Japanese barberry (Berberis thunbergii) is a very popular ornamental and it is widely planted throughout our neighborhood landscapes. A reason for its widespread use is that barberry is very hearty, has colorful foliage and produces attractive, bright red berries that many birds eat. Despite its widespread use, barberry has become a very serious invasive plant in many of our forests.

Credit: frederick.forestryboard.org - Mike Kay

Barberry can grow on most sites and thrives in open and shady conditions. This prolific plant produces red fruits that develop in the fall and remain on the plant throughout the winter. Barberry seeds are eaten and dispersed by birds. Once the barberry becomes established, it can also spread through underground rhizomes and by sending out shoots (layering). Due to its aggressive dispersal and dense form, this plant can overtake native vegetation. Deer do not favor this spiny plant and tend to leave it alone, which also aids its establishment.

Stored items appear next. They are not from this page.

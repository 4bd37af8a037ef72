//! EWI USB configuration over MIDI
//!
//! Talks to the Akai EWI USB wind controller: single settings are written
//! as NRPN Control Change sequences, complete settings are read and
//! restored as SysEx dumps.
//!
//! Layers, bottom up:
//!
//! - [`midi`]: Control Change and SysEx messages on the wire
//! - [`sysex`] and [`framer`]: SysEx frame model and stream framing
//! - [`catalog`] and [`nrpn`]: parameter table and NRPN codec
//! - [`transport`]: MIDI byte channels (`midir` backed)
//! - [`session`]: the device protocol (edit mode, dumps, settings)
//! - [`dumpfile`]: dump persistence

pub mod catalog;
pub mod dumpfile;
pub mod error;
pub mod framer;
pub mod midi;
pub mod nrpn;
pub mod session;
pub mod sysex;
pub mod transport;

pub use error::{Error, Result};
pub use nrpn::Setting;
pub use session::{BankSet, CancelToken, DeviceSession, DumpResult, SessionConfig};
pub use sysex::SysexMessage;
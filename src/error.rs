//! Error types for the EWI USB protocol layer.
//!
//! All fallible library operations return [`Result<T>`]. Frame-level and
//! setting-level errors are recoverable: callers log them and move on to the
//! next frame or setting. Port and transport errors end the operation.

/// The error type for all library operations.
#[derive(Debug, thiserror::Error)]
pub enum Error {
    /// A byte run violates the SysEx framing rules.
    #[error("malformed SysEx frame: {reason}")]
    MalformedFrame {
        /// Which rule was violated.
        reason: &'static str,
    },

    /// A well-formed SysEx frame from another manufacturer or model.
    #[error("SysEx frame from foreign vendor (manufacturer {manufacturer}, model {model:02X})")]
    ForeignVendorFrame {
        /// Manufacturer id of the frame, as hex.
        manufacturer: String,
        /// Model id of the frame.
        model: u8,
    },

    /// The setting name is not in the parameter catalog.
    #[error("setting '{0}' not supported")]
    UnknownParameter(String),

    /// The setting value is outside the accepted range.
    #[error("value {value} for setting '{name}' out of range (1..=127)")]
    ValueOutOfRange {
        /// Catalog name of the setting.
        name: String,
        /// The rejected value.
        value: i64,
    },

    /// The setting value is neither an integer nor a known label.
    #[error("value '{value}' for setting '{name}' must be an integer 1..127")]
    InvalidValue {
        /// Catalog name of the setting.
        name: String,
        /// The rejected text.
        value: String,
    },

    /// The setting token is not of the form `name=value`.
    #[error("mal-formed setting '{0}' (use: name=value)")]
    MalformedSetting(String),

    /// No dump arrived for a bank before the timeout elapsed.
    #[error("timeout waiting for dump of bank {bank}")]
    DumpTimeout {
        /// The requested bank.
        bank: u8,
    },

    /// The requested MIDI port could not be found or opened.
    #[error("MIDI port unavailable: {0}")]
    PortUnavailable(String),

    /// MIDI channel outside 1..=16.
    #[error("invalid MIDI channel {0} (must be 1-16)")]
    InvalidChannel(u8),

    /// The operation was interrupted.
    #[error("operation cancelled")]
    Cancelled,

    /// The output channel has already been released.
    #[error("not connected")]
    NotConnected,

    /// Sending or receiving on an open MIDI channel failed.
    #[error("MIDI transport error: {0}")]
    Transport(String),

    /// An underlying I/O error.
    #[error("I/O error: {0}")]
    Io(#[from] std::io::Error),
}

/// A convenience `Result` alias using [`Error`] as the error type.
pub type Result<T> = std::result::Result<T, Error>;

impl Error {
    /// Whether the error only affects one frame, setting or bank.
    pub fn is_recoverable(&self) -> bool {
        matches!(
            self,
            Error::MalformedFrame { .. }
                | Error::ForeignVendorFrame { .. }
                | Error::UnknownParameter(_)
                | Error::ValueOutOfRange { .. }
                | Error::InvalidValue { .. }
                | Error::MalformedSetting(_)
                | Error::DumpTimeout { .. }
        )
    }
}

This spiny plant can grow to a height of nearly 10 feet and make it difficult and painful to walk through dense stands.

Not only does barberry choke out native vegetation, it also promotes the establishment of nonnative earth worms that quickly decompose organic leaf matter and other material resulting in increased runoff, soil compaction, erosion, decreased soil fertility, and resultant sedimentation in our streams and waterways. If these issues weren’t enough, many recent scientific studies now link the presence of barberry with increased tick populations and heightened risk of Lyme disease. Tick populations and activity levels increase in warm and humid environments.

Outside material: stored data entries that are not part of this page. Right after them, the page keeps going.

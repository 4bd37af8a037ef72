//! Dump files
//!
//! A dump is stored either as the raw concatenation of its SysEx frames or
//! as text with one frame per line in upper-case hex pairs
//! (`F0 47 7F 6D ... F7`). Both forms are read back through the
//! [framer](crate::framer), so foreign frames and junk between frames are
//! skipped.

use std::io::{BufReader, Read, Write};

use tracing::{debug, warn};

use crate::error::Result;
use crate::framer::{read_sysex, SysexFilter, SysexFramer};
use crate::sysex::SysexMessage;

/// On-disk dump representation
#[derive(Debug, Clone, Copy, Default, PartialEq, Eq)]
pub enum DumpFormat {
    #[default]
    Binary,
    /// One hex line per frame
    Ascii,
}

impl DumpFormat {
    pub fn from_ascii_flag(ascii: bool) -> Self {
        if ascii {
            DumpFormat::Ascii
        } else {
            DumpFormat::Binary
        }
    }
}

/// Hex text allowed per dump byte: two digits and a separator, CR LF at line ends.
const HEX_CHARS_PER_BYTE: u64 = 4;

/// Load the EWI USB frames of a dump, scanning at most `max_size` frame bytes.
///
/// Hex text is read no further than needed to decode `max_size` bytes.
pub fn load_dump<R: Read>(reader: R, format: DumpFormat, max_size: usize) -> Result<Vec<SysexMessage>> {
    match format {
        DumpFormat::Binary => read_sysex(reader, Some(SysexFilter::EWI_USB), max_size),
        DumpFormat::Ascii => read_hex_sysex(reader, max_size),
    }
}

/// Decode whitespace separated hex tokens into the framer.
///
/// A token that is not valid hex is skipped and drops the frame it
/// interrupts.
fn read_hex_sysex<R: Read>(reader: R, max_size: usize) -> Result<Vec<SysexMessage>> {
    let text_limit = (max_size as u64).saturating_mul(HEX_CHARS_PER_BYTE);
    let mut text = BufReader::new(reader.take(text_limit)).bytes();

    let mut framer = SysexFramer::with_filter(SysexFilter::EWI_USB);
    let mut frames = Vec::new();
    let mut token = Vec::new();
    let mut scanned = 0;

    while scanned < max_size {
        let next = text.next().transpose()?;
        if let Some(c) = next {
            if !c.is_ascii_whitespace() {
                token.push(c);
                continue;
            }
        }

        if !token.is_empty() {
            match hex::decode(&token) {
                Ok(bytes) => {
                    for byte in bytes.into_iter().take(max_size - scanned) {
                        scanned += 1;
                        if let Some(msg) = framer.push(byte) {
                            frames.push(msg);
                        }
                    }
                }
                Err(e) => {
                    warn!("Skipping invalid hex '{}': {}", String::from_utf8_lossy(&token), e);
                    framer.reset();
                }
            }
            token.clear();
        }

        if next.is_none() {
            break;
        }
    }

    debug!("Decoded {} bytes of hex text", scanned);
    Ok(frames)
}

/// Write `frames` in the given format.
pub fn write_dump<W: Write>(mut writer: W, frames: &[SysexMessage], format: DumpFormat) -> Result<()> {
    for msg in frames {
        match format {
            DumpFormat::Binary => writer.write_all(msg.as_bytes())?,
            DumpFormat::Ascii => writeln!(writer, "{}", msg)?,
        }
    }
    writer.flush()?;
    Ok(())
}

#[cfg(test)]
mod tests {
    use super::*;
    use std::fs::File;
    use std::io;

    fn frames() -> Vec<SysexMessage> {
        vec![
            SysexMessage::from_bytes(vec![0xF0, 0x47, 0x7F, 0x6D, 0x00, 0x00, 0x7F, 0x10, 0x05, 0xF7]).unwrap(),
            SysexMessage::from_bytes(vec![0xF0, 0x47, 0x7F, 0x6D, 0x02, 0x00, 0x7F, 0x10, 0x40, 0xF7]).unwrap(),
        ]
    }

    #[test]
    fn binary_file_reloads() {
        let dir = tempfile::tempdir().unwrap();
        let path = dir.path().join("ewi.syx");

        write_dump(File::create(&path).unwrap(), &frames(), DumpFormat::Binary).unwrap();
        assert_eq!(std::fs::read(&path).unwrap().len(), 20);

        let loaded = load_dump(File::open(&path).unwrap(), DumpFormat::Binary, 1024).unwrap();
        assert_eq!(loaded, frames());
    }

    #[test]
    fn ascii_file_reloads() {
        let dir = tempfile::tempdir().unwrap();
        let path = dir.path().join("ewi.txt");

        write_dump(File::create(&path).unwrap(), &frames(), DumpFormat::Ascii).unwrap();
        let text = std::fs::read_to_string(&path).unwrap();
        assert_eq!(text.lines().next(), Some("F0 47 7F 6D 00 00 7F 10 05 F7"));

        let loaded = load_dump(File::open(&path).unwrap(), DumpFormat::Ascii, 1024).unwrap();
        assert_eq!(loaded, frames());
    }

    #[test]
    fn ascii_tolerates_lower_case_and_foreign_frames() {
        let text = "f0 43 10 4c 00 f7\nf0 47 7f 6d 00 00 7f 10 05 f7\n\n";
        let loaded = load_dump(text.as_bytes(), DumpFormat::Ascii, 1024).unwrap();
        assert_eq!(loaded, frames()[..1].to_vec());
    }

    #[test]
    fn ascii_skips_bad_hex_tokens() {
        let text = "F0 47 ZZ F7\nF0 47 7F 6D 00 00 7F 10 05 F7\nF0 4\n";
        let loaded = load_dump(text.as_bytes(), DumpFormat::Ascii, 1024).unwrap();
        assert_eq!(loaded, frames()[..1].to_vec());
    }

    /// Endless `00 00 00 ...` text, counting what is read.
    struct EndlessHex {
        consumed: usize,
    }

    impl Read for EndlessHex {
        fn read(&mut self, buf: &mut [u8]) -> io::Result<usize> {
            for (i, b) in buf.iter_mut().enumerate() {
                *b = b"00 "[(self.consumed + i) % 3];
            }
            self.consumed += buf.len();
            Ok(buf.len())
        }
    }

    #[test]
    fn ascii_reads_no_further_than_budget() {
        let mut source = EndlessHex { consumed: 0 };
        let loaded = load_dump(&mut source, DumpFormat::Ascii, 1024).unwrap();

        assert!(loaded.is_empty());
        assert!(source.consumed <= 1024 * 4, "read {} bytes", source.consumed);
    }

    #[test]
    fn ascii_scan_limit_cuts_off_late_frames() {
        let mut text = Vec::new();
        write_dump(&mut text, &frames(), DumpFormat::Ascii).unwrap();
        let loaded = load_dump(text.as_slice(), DumpFormat::Ascii, 15).unwrap();
        assert_eq!(loaded, frames()[..1].to_vec());
    }

    #[test]
    fn ascii_whitespace_only_input_terminates() {
        let blank = io::repeat(b'\n');
        let loaded = load_dump(blank, DumpFormat::Ascii, 64).unwrap();
        assert!(loaded.is_empty());
    }

    #[test]
    fn binary_skips_foreign_frames() {
        let mut data = vec![0x00, 0xF0, 0x41, 0x10, 0x42, 0xF7];
        data.extend_from_slice(frames()[1].as_bytes());
        let loaded = load_dump(data.as_slice(), DumpFormat::Binary, 1024).unwrap();
        assert_eq!(loaded, frames()[1..].to_vec());
    }

    #[test]
    fn scan_limit_cuts_off_late_frames() {
        let mut data = Vec::new();
        write_dump(&mut data, &frames(), DumpFormat::Binary).unwrap();
        let loaded = load_dump(data.as_slice(), DumpFormat::Binary, 15).unwrap();
        assert_eq!(loaded.len(), 1);
    }

    #[test]
    fn format_from_flag() {
        assert_eq!(DumpFormat::from_ascii_flag(true), DumpFormat::Ascii);
        assert_eq!(DumpFormat::from_ascii_flag(false), DumpFormat::default());
    }
}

Dense stands of barberry provide an almost constant 80 percent relative humidity level and provide the ticks with a launch pad to jump onto an unsuspecting host. Studies also link increased white-footed mice populations (a vector of Lyme disease) with barberry stands. Studies made by the Connecticut Agricultural and Experiment Station suggest that forests that contain barberry thickets have 67 percent more ticks than forests that do not contain this invasive species. The study also concluded that if you eradicate barberry from a forest, the amount of Lyme infected ticks drops from 120 per acre to 12 per acre, an 80 percent decline. Many ecologists correlate the historical dispersal of barberry throughout our forests with the spread of Lyme disease to these areas; indeed, if you look at maps of barberry ranges and Lyme disease cases they nearly overlap.

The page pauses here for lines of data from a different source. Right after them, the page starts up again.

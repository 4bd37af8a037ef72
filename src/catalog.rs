//! Parameter catalog
//!
//! Static table of the NRPN parameters the EWI USB understands, with
//! documented value ranges, factory defaults and symbolic value labels.
//! Setting names are matched case-insensitively, with `-` and `_`
//! interchangeable.

use std::fmt;
use std::ops::RangeInclusive;

/// NRPN address: bank (NRPN MSB) and index (NRPN LSB), each 0-127.
#[derive(Debug, Clone, Copy, PartialEq, Eq, Hash)]
pub struct NrpnAddress {
    pub bank: u8,
    pub index: u8,
}

impl NrpnAddress {
    pub const fn new(bank: u8, index: u8) -> Self {
        Self { bank, index }
    }
}

impl fmt::Display for NrpnAddress {
    fn fmt(&self, f: &mut fmt::Formatter<'_>) -> fmt::Result {
        write!(f, "{}/{}", self.bank, self.index)
    }
}

/// Edit mode switch; the device only accepts dumps while it is on.
pub const EDIT_MODE: NrpnAddress = NrpnAddress::new(1, 4);

/// Data value entering edit mode
pub const EDIT_MODE_ENTER: u8 = 0x20;

/// Data value leaving edit mode
pub const EDIT_MODE_EXIT: u8 = 0x10;

/// Symbolic name for one value of a parameter
#[derive(Debug, Clone, Copy, PartialEq, Eq)]
pub struct ValueLabel {
    pub name: &'static str,
    pub value: u8,
}

const fn label(name: &'static str, value: u8) -> ValueLabel {
    ValueLabel { name, value }
}

/// One catalog entry
#[derive(Debug, Clone, PartialEq, Eq)]
pub struct NrpnParameter {
    /// Canonical setting name (lower case, hyphenated)
    pub name: &'static str,
    /// Alternative setting names
    pub aliases: &'static [&'static str],
    pub address: NrpnAddress,
    /// Values the device documents for this parameter
    pub range: RangeInclusive<u8>,
    /// Factory default, if known
    pub default: Option<u8>,
    pub description: &'static str,
    pub labels: &'static [ValueLabel],
}

impl NrpnParameter {
    /// Returns `true` if `name` refers to this parameter.
    pub fn matches(&self, name: &str) -> bool {
        let name = normalize(name);
        self.name == name || self.aliases.iter().any(|alias| *alias == name)
    }

    /// Value of the label `text` (case-insensitive), if defined.
    pub fn label_value(&self, text: &str) -> Option<u8> {
        let text = normalize(text);
        self.labels.iter().find(|l| l.name == text).map(|l| l.value)
    }

    /// Label of `value`, if defined.
    pub fn label_for(&self, value: u8) -> Option<&'static str> {
        self.labels.iter().find(|l| l.value == value).map(|l| l.name)
    }

    /// Whether `value` lies in the documented range.
    pub fn in_documented_range(&self, value: u8) -> bool {
        self.range.contains(&value)
    }
}

/// Canonical form of a setting name or label.
pub fn normalize(name: &str) -> String {
    name.trim().to_ascii_lowercase().replace('_', "-")
}

const FINGERING_LABELS: &[ValueLabel] = &[
    label("ewi", 0),
    label("saxophone", 1),
    label("sax", 1),
    label("flute", 2),
    label("oboe", 3),
    label("evi-valve-1", 4),
    label("evi-valve-2", 5),
];

const BREATH_CC_LABELS: &[ValueLabel] = &[label("off", 0), label("aftertouch", 127)];

const BITE_CC_1_LABELS: &[ValueLabel] = &[
    label("off", 0),
    label("pitchbend-up", 124),
    label("pitchbend-down", 125),
    label("pitchbend-up-down", 126),
    label("pitchbend-down-up", 127),
];

const PB_UP_LABELS: &[ValueLabel] = &[label("off", 0), label("pitchbend-up", 127)];

const PB_DOWN_LABELS: &[ValueLabel] = &[label("off", 0), label("pitchbend-down", 127)];

const VELOCITY_LABELS: &[ValueLabel] = &[label("dynamic", 0)];

const MIDI_CHANNEL_LABELS: &[ValueLabel] = &[
    label("channel-1", 0),
    label("channel-2", 1),
    label("channel-3", 2),
    label("channel-4", 3),
    label("channel-5", 4),
    label("channel-6", 5),
    label("channel-7", 6),
    label("channel-8", 7),
    label("channel-9", 8),
    label("channel-10", 9),
    label("channel-11", 10),
    label("channel-12", 11),
    label("channel-13", 12),
    label("channel-14", 13),
    label("channel-15", 14),
    label("channel-16", 15),
];

// Semitone offsets; signed so they never shadow a plain data value
const TRANSPOSITION_LABELS: &[ValueLabel] = &[
    label("-12", 52),
    label("-11", 53),
    label("-10", 54),
    label("-9", 55),
    label("-8", 56),
    label("-7", 57),
    label("-6", 58),
    label("-5", 59),
    label("-4", 60),
    label("-3", 61),
    label("-2", 62),
    label("-1", 63),
    label("c", 64),
    label("+1", 65),
    label("+2", 66),
    label("+3", 67),
    label("+4", 68),
    label("+5", 69),
    label("+6", 70),
    label("+7", 71),
    label("+8", 72),
    label("+9", 73),
    label("+10", 74),
    label("+11", 75),
    label("+12", 76),
];

static PARAMETERS: &[NrpnParameter] = &[
    NrpnParameter {
        name: "breath-gain",
        aliases: &[],
        address: NrpnAddress::new(0, 0),
        range: 0..=127,
        default: Some(64),
        description: "Breath gain",
        labels: &[],
    },
    NrpnParameter {
        name: "bite-gain",
        aliases: &[],
        address: NrpnAddress::new(0, 1),
        range: 0..=127,
        default: Some(64),
        description: "Bite gain",
        labels: &[],
    },
    NrpnParameter {
        name: "bite-ac-gain",
        aliases: &[],
        address: NrpnAddress::new(0, 2),
        range: 0..=127,
        default: Some(64),
        description: "Bite AC gain",
        labels: &[],
    },
    NrpnParameter {
        name: "pb-gain",
        aliases: &["pitchbend-gain"],
        address: NrpnAddress::new(0, 3),
        range: 0..=127,
        default: Some(64),
        description: "Pitch bend gain",
        labels: &[],
    },
    NrpnParameter {
        name: "key-delay",
        aliases: &[],
        address: NrpnAddress::new(0, 4),
        range: 0..=127,
        default: Some(7),
        description: "Key delay",
        labels: &[],
    },
    NrpnParameter {
        name: "unknown-1",
        aliases: &[],
        address: NrpnAddress::new(0, 5),
        range: 0..=127,
        default: None,
        description: "Unknown (bank 0)",
        labels: &[],
    },
    NrpnParameter {
        name: "midi-channel",
        aliases: &["channel"],
        address: NrpnAddress::new(2, 0),
        range: 0..=15,
        default: Some(0),
        description: "MIDI channel (0 = channel 1)",
        labels: MIDI_CHANNEL_LABELS,
    },
    NrpnParameter {
        name: "fingering",
        aliases: &[],
        address: NrpnAddress::new(2, 1),
        range: 0..=5,
        default: Some(0),
        description: "Fingering mode",
        labels: FINGERING_LABELS,
    },
    NrpnParameter {
        name: "transposition",
        aliases: &["transpose"],
        address: NrpnAddress::new(2, 2),
        range: 52..=76,
        default: Some(64),
        description: "Transpose (64 = C, +/- 12 semitones)",
        labels: TRANSPOSITION_LABELS,
    },
    NrpnParameter {
        name: "velocity",
        aliases: &[],
        address: NrpnAddress::new(2, 3),
        range: 0..=127,
        default: Some(120),
        description: "Velocity (0 = dynamic)",
        labels: VELOCITY_LABELS,
    },
    NrpnParameter {
        name: "breath-cc-1",
        aliases: &[],
        address: NrpnAddress::new(2, 4),
        range: 0..=127,
        default: Some(2),
        description: "Breath CC 1 (default CC #2 breath)",
        labels: BREATH_CC_LABELS,
    },
    NrpnParameter {
        name: "breath-cc-2",
        aliases: &[],
        address: NrpnAddress::new(2, 5),
        range: 0..=127,
        default: Some(127),
        description: "Breath CC 2 (default aftertouch)",
        labels: BREATH_CC_LABELS,
    },
    NrpnParameter {
        name: "unknown-2",
        aliases: &[],
        address: NrpnAddress::new(2, 6),
        range: 0..=127,
        default: None,
        description: "Unknown (bank 2)",
        labels: &[],
    },
    NrpnParameter {
        name: "bite-cc-1",
        aliases: &[],
        address: NrpnAddress::new(2, 7),
        range: 0..=127,
        default: Some(127),
        description: "Bite CC 1 (default pitchbend down-up)",
        labels: BITE_CC_1_LABELS,
    },
    NrpnParameter {
        name: "bite-cc-2",
        aliases: &[],
        address: NrpnAddress::new(2, 8),
        range: 0..=127,
        default: Some(0),
        description: "Bite CC 2 (default off)",
        labels: BREATH_CC_LABELS,
    },
    NrpnParameter {
        name: "pb-up-cc",
        aliases: &[],
        address: NrpnAddress::new(2, 9),
        range: 0..=127,
        default: Some(127),
        description: "Pitchbend up CC (default pitchbend up)",
        labels: PB_UP_LABELS,
    },
    NrpnParameter {
        name: "pb-down-cc",
        aliases: &[],
        address: NrpnAddress::new(2, 10),
        range: 0..=127,
        default: Some(127),
        description: "Pitchbend down CC (default pitchbend down)",
        labels: PB_DOWN_LABELS,
    },
];

/// All catalog entries, in address order.
pub fn parameters() -> &'static [NrpnParameter] {
    PARAMETERS
}

/// Look up a parameter by name or alias.
pub fn find(name: &str) -> Option<&'static NrpnParameter> {
    PARAMETERS.iter().find(|p| p.matches(name))
}

/// Canonical names of all parameters.
pub fn names() -> impl Iterator<Item = &'static str> {
    PARAMETERS.iter().map(|p| p.name)
}

/// Factory default profile: every parameter with a known default.
pub fn factory_defaults() -> impl Iterator<Item = (&'static NrpnParameter, u8)> {
    PARAMETERS
        .iter()
        .filter_map(|p| p.default.map(|value| (p, value)))
}

#[cfg(test)]
mod tests {
    use super::*;
    use std::collections::HashSet;

    #[test]
    fn lookup_is_case_and_separator_insensitive() {
        let p = find("BREATH_CC_1").unwrap();
        assert_eq!(p.address, NrpnAddress::new(2, 4));
        assert_eq!(find("breath-cc-1"), Some(p));
        assert_eq!(find(" Breath_Cc-1 "), Some(p));
    }

    #[test]
    fn aliases_resolve() {
        assert_eq!(find("transpose").unwrap().name, "transposition");
        assert_eq!(find("Channel").unwrap().address, NrpnAddress::new(2, 0));
        assert!(find("volume").is_none());
    }

    #[test]
    fn addresses_and_names_are_unique() {
        let addresses: HashSet<_> = parameters().iter().map(|p| p.address).collect();
        let names: HashSet<_> = names().collect();
        assert_eq!(addresses.len(), parameters().len());
        assert_eq!(names.len(), parameters().len());
        assert!(parameters().iter().all(|p| p.address != EDIT_MODE));
    }

    #[test]
    fn defaults_lie_in_documented_range() {
        for (p, value) in factory_defaults() {
            assert!(p.in_documented_range(value), "{} default {}", p.name, value);
        }
        assert_eq!(factory_defaults().count(), 15);
    }

    #[test]
    fn labels() {
        let fingering = find("fingering").unwrap();
        assert_eq!(fingering.label_value("SAX"), Some(1));
        assert_eq!(fingering.label_value("evi_valve_2"), Some(5));
        assert_eq!(fingering.label_value("clarinet"), None);
        assert_eq!(fingering.label_for(3), Some("oboe"));

        let bite = find("bite-cc-1").unwrap();
        assert_eq!(bite.label_value("pitchbend-down-up"), Some(127));
        assert_eq!(bite.label_for(127), Some("pitchbend-down-up"));
    }

    #[test]
    fn transposition_and_channel_labels() {
        let transposition = find("transpose").unwrap();
        assert_eq!(transposition.label_value("-12"), Some(52));
        assert_eq!(transposition.label_value("C"), Some(64));
        assert_eq!(transposition.label_value("+12"), Some(76));
        assert_eq!(transposition.label_value("12"), None);
        assert_eq!(transposition.labels.len(), 25);
        assert!(transposition.labels.iter().all(|l| transposition.in_documented_range(l.value)));

        let channel = find("midi-channel").unwrap();
        assert_eq!(channel.label_value("Channel_16"), Some(15));
        assert_eq!(channel.label_for(1), Some("channel-2"));
    }

    #[test]
    fn address_display() {
        assert_eq!(NrpnAddress::new(2, 10).to_string(), "2/10");
        assert_eq!(EDIT_MODE.to_string(), "1/4");
    }
}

When nonnative species are introduced into a new ecosystem they often experience uncontrolled spread, impacting the local plant and animal populations. In the case of barberry, the unfettered spread not only hurts local plant communities but it is being linked to a serious public health issue. Scientific studies are concluding that increased barberry colonization is causing an increase in tick populations and an increase in Lyme disease. These studies also conclude that controlling barberry stands decrease both the incidence of ticks and Lyme disease.